**WHAT THE TASK ASKS**
Set down again exactly the lines of the listing below that fall between the line holding "rows store it" and the line holding "pub mod routes;", inclusive.

◇ ◇ ◇ ◇

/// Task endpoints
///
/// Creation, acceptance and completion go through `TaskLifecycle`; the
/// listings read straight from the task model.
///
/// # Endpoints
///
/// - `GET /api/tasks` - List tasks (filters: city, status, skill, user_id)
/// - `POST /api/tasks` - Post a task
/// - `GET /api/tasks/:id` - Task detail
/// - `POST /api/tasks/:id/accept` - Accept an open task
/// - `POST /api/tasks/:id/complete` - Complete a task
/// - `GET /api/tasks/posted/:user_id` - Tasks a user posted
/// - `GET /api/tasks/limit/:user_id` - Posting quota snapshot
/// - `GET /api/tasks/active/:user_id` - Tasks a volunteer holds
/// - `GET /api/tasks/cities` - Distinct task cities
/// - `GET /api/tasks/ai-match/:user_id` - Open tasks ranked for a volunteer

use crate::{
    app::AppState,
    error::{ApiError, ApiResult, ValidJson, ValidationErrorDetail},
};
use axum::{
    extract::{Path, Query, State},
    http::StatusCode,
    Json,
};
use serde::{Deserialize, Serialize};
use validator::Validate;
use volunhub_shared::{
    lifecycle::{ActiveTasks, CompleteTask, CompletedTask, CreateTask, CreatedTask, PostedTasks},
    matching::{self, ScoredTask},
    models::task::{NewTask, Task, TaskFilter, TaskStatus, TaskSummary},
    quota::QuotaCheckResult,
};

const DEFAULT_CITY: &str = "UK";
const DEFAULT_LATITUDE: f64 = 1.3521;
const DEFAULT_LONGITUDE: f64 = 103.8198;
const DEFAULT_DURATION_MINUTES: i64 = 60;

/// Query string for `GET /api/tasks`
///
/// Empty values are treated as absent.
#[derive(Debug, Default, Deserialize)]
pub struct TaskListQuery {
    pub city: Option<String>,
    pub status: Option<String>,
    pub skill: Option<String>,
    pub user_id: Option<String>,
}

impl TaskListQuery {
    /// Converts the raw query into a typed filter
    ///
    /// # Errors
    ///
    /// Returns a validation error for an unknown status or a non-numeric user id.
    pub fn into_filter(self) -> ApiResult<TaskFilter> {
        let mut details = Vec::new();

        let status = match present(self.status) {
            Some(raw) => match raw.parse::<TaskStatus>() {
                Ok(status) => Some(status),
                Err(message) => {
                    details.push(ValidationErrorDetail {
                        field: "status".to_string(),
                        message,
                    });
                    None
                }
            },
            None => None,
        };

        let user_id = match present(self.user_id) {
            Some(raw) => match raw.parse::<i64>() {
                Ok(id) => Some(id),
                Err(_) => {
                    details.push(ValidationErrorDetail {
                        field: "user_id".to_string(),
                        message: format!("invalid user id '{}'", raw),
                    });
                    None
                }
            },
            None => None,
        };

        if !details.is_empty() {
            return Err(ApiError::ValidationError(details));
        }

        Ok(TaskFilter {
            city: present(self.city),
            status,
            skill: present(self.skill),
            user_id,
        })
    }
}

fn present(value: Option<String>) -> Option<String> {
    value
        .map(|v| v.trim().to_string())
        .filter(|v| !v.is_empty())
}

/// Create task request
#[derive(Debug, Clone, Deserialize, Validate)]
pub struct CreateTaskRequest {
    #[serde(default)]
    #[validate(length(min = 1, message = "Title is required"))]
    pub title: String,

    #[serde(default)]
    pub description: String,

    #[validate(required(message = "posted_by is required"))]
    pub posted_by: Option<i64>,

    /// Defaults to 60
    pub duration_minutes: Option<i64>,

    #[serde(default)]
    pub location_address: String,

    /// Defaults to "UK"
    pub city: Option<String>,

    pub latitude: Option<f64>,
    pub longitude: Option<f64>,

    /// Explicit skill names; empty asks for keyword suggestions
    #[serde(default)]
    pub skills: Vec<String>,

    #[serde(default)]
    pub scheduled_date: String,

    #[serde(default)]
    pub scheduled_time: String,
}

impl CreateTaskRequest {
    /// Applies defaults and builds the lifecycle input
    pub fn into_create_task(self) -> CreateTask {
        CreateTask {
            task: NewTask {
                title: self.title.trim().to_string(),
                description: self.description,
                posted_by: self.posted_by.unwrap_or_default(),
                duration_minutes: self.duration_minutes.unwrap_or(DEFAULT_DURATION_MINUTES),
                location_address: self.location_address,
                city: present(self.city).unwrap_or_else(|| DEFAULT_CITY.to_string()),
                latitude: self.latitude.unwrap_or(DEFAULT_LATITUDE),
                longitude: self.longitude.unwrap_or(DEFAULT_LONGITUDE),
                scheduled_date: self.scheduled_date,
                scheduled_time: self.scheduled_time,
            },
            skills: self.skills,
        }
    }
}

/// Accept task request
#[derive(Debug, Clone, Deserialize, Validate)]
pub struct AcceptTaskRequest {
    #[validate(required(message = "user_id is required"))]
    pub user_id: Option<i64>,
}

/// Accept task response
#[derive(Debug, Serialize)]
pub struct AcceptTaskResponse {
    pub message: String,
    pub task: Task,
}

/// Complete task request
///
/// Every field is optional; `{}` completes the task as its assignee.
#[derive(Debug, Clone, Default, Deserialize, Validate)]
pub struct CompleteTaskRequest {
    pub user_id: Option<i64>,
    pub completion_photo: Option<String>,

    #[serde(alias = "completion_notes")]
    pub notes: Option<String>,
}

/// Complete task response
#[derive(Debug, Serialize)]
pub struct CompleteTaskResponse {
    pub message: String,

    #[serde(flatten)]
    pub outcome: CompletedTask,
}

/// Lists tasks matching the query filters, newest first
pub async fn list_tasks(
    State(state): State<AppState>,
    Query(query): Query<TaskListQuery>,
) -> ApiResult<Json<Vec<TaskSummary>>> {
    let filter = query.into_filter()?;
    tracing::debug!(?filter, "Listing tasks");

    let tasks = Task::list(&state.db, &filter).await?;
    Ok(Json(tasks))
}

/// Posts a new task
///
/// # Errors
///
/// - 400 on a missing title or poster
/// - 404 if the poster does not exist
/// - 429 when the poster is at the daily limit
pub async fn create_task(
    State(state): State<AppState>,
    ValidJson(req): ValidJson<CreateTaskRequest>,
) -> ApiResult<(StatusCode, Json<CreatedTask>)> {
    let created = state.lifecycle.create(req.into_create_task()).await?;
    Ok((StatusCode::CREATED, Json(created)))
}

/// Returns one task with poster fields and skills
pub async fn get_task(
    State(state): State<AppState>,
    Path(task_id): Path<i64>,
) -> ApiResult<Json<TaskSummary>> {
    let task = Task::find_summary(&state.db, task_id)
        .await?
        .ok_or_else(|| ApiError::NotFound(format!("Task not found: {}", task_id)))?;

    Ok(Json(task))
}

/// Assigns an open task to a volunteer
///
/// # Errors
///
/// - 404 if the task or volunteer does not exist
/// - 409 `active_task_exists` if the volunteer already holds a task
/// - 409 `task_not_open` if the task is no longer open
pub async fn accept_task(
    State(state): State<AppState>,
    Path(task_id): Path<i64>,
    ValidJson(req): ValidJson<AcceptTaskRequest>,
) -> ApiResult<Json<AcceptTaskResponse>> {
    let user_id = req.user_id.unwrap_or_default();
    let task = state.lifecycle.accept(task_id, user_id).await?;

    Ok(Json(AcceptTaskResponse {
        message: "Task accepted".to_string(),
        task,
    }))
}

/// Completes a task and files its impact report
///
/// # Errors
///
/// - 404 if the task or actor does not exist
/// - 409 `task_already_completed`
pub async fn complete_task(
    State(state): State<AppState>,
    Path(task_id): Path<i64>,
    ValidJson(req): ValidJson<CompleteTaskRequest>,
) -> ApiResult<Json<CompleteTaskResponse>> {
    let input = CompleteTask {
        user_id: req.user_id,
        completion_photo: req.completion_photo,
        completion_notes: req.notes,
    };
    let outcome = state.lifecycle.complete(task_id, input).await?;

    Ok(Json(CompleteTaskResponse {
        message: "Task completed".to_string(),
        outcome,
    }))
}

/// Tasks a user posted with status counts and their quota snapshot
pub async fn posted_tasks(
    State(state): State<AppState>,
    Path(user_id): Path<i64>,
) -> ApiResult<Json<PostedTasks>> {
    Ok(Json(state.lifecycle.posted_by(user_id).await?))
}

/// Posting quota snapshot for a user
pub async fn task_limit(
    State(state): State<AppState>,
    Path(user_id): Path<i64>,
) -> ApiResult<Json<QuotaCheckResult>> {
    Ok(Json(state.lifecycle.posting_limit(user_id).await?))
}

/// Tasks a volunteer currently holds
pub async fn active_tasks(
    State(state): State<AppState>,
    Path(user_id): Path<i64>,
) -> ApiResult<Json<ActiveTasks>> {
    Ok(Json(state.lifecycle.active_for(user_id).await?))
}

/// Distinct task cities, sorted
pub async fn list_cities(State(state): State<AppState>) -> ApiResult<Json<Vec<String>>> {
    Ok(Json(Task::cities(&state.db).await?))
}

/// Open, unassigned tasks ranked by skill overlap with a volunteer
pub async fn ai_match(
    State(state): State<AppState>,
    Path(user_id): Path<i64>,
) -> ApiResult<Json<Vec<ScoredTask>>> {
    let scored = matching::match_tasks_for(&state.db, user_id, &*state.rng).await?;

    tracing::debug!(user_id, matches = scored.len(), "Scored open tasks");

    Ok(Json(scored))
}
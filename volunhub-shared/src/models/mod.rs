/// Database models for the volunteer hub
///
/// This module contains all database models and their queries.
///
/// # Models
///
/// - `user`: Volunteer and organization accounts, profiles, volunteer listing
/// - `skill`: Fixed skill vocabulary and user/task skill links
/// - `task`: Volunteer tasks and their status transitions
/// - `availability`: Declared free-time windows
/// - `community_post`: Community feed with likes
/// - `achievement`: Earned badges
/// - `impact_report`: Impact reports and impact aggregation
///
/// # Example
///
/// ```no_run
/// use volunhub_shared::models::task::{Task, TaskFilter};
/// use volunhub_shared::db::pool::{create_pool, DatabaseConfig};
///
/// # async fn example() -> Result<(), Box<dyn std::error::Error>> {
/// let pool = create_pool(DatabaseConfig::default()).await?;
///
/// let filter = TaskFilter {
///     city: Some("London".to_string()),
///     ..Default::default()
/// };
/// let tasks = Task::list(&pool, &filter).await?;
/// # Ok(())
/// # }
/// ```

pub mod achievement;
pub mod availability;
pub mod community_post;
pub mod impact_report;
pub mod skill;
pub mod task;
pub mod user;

◇ ◇ ◇ ◇

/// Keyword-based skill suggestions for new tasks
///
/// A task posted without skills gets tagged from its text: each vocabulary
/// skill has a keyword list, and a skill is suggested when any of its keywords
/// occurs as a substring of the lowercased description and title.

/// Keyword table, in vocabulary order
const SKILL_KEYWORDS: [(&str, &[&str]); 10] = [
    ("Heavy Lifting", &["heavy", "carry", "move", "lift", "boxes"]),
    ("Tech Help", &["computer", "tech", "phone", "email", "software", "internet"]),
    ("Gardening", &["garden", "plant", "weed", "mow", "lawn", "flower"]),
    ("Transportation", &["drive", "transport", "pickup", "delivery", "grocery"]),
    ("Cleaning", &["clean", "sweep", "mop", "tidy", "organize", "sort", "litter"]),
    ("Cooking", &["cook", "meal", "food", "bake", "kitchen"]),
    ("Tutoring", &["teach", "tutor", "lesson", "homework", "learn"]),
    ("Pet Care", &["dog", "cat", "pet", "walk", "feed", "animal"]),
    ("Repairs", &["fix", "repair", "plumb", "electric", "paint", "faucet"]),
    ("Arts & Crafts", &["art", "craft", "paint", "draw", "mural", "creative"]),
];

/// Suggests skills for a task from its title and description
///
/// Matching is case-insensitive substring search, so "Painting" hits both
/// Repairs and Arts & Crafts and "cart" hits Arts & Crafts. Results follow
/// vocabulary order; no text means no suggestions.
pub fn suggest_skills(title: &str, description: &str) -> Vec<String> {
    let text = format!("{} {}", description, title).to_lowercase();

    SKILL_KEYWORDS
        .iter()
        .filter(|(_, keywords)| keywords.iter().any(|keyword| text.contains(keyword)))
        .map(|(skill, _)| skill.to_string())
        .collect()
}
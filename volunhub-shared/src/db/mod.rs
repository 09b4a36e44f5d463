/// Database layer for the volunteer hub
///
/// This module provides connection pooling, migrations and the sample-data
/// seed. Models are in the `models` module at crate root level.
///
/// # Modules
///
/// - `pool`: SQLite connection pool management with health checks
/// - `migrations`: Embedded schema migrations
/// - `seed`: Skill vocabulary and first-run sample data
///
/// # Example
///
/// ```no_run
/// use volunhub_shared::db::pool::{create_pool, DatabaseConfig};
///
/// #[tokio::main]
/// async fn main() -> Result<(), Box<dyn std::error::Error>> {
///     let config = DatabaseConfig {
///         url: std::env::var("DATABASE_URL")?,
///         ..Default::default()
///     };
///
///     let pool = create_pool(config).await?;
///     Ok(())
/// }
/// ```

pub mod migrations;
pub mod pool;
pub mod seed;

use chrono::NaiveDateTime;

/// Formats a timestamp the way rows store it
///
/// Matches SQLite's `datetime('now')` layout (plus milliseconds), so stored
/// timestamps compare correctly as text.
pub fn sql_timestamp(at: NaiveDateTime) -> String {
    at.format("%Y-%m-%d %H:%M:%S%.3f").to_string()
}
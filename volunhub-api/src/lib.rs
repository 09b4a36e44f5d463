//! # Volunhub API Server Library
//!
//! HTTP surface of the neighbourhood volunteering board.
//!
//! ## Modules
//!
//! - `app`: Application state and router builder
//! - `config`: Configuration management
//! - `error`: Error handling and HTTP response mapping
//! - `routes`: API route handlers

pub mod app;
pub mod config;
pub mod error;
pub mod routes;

◇ ◇ ◇ ◇

**SOLUTION FOR THIS TASK**
/// Formats a timestamp the way rows store it
///
/// Matches SQLite's `datetime('now')` layout (plus milliseconds), so stored
/// timestamps compare correctly as text.
pub fn sql_timestamp(at: NaiveDateTime) -> String {
    at.format("%Y-%m-%d %H:%M:%S%.3f").to_string()
}
filename volunhub-api/src/lib.rs
repository 09b4a36e44f5d463
//! # Volunhub API Server Library
//!
//! HTTP surface of the neighbourhood volunteering board.
//!
//! ## Modules
//!
//! - `app`: Application state and router builder
//! - `config`: Configuration management
//! - `error`: Error handling and HTTP response mapping
//! - `routes`: API route handlers

pub mod app;
pub mod config;
pub mod error;
pub mod routes;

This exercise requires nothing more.